Reagan was born on May 21, 2010 after a completely normal pregnancy. By all appearances she seemed totally healthy and after two uneventful days in the hospital we were discharged home to begin our family life. Tim and I noticed that Reagan seemed very sleepy. She would wake up if you stimulated her, but if you left her alone she fell right back to sleep. As the hours passed she got more and more sleepy and after about 12 hours at home she stopped eating. We took her back to the hospital where she continued to slowly deteriorate. She ultimately ended up being intubated because she was barely breathing on her own. The call was made and Reagan was transferred to University of Tennessee NICU for further treatment.
Once we arrived at UT, doctors were baffled. All of Reagan's blood work, x-rays, cranial ultrasounds, CTs, MRIs...everything was normal. They could find nothing wrong with her. We were fortunate enough to run into a doctor who had seen this type of behavior before. Once. One time in almost thirty years of medicine. He ordered a blood and spinal fluid glycine level and found our diagnosis. Nonketotichyperglycinemia.
NKH is a metabolic disorder in which the body lacks the enzyme needed to break down the amino acid glycine. Once the glycine builds up in the system, it is neurotoxic. This would explain why everything was normal at first and then Reagan slowly went down hill.
Treatment was started right away and within a few hours Reagan started to improve. By the end of the week, she was breathing on her own again and by the end of the following week we were able to take her home. We had no idea what kind of life we were bringing her home to since NKH is considered terminal. We had no idea how long to expect to have her. All we knew was that we loved her and we wanted to cherish each moment we had.
Reagan was fed primarily via nasogastric tube for the first month of her life. Then she decided to start eating again. She now eats very well and is 75th percentile for weight and height.
Reagan has low upper body tone and is seen by physical and occupational therapy twice a week. She is showing signs of developmental delays, but she continues to make progress. She is on several medicines that break down the glycine for her body and also anti-seizure medications since seizures are classic with NKH.
There is a very broad spectrum of severity with NKH and we are blessed enough to be dealing with the mildest form of NKH documented. The leading expert in the country, Dr. VanHove, told us that Reagan will be able to walk, talk, eat, and learn. He told us to expect delays, but she will thrive and do well. Prayers answered.

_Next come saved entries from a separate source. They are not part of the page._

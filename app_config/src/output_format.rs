use std::str::FromStr;

/// The document format a report is rendered into.
#[derive(
  Debug, Default, Clone, Copy, PartialEq, Eq, serde::Serialize, serde::Deserialize,
)]
#[serde(rename_all = "lowercase")]
pub enum OutputFormat {
  #[default]
  Html,
  #[serde(alias = "md")]
  Markdown,
}

impl OutputFormat {
  pub const POSSIBLE_VALUES: [&'static str; 3] = ["html", "markdown", "md"];
}

impl FromStr for OutputFormat {
  type Err = String;

  fn from_str(value: &str) -> Result<Self, Self::Err> {
    match value.trim().to_lowercase().as_str() {
      "html" => Ok(Self::Html),
      "markdown" | "md" => Ok(Self::Markdown),
      _ => Err(value.to_string()),
    }
  }
}

impl std::fmt::Display for OutputFormat {
  fn fmt(&self, formatter: &mut std::fmt::Formatter<'_>) -> std::fmt::Result {
    match self {
      Self::Html => write!(formatter, "html"),
      Self::Markdown => write!(formatter, "markdown"),
    }
  }
}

My ultimate dream would be to eradicate NKH. I don't think that is possible, so I hope and pray that people become more aware of NKH. Tim and I had no idea we carried the genes for this disease. I would love to see more prenatal testing for NKH genes so parents can have an opportunity to be prepared. Some doctors have never even heard of NKH. This is unacceptable to me. With prayers and the help of the wonderful group NKH Crusaders, I dream of a day NKH is included in routine prenatal testing. It comes like a thief in the night and changes your life drastically. I wish we could have been prepared.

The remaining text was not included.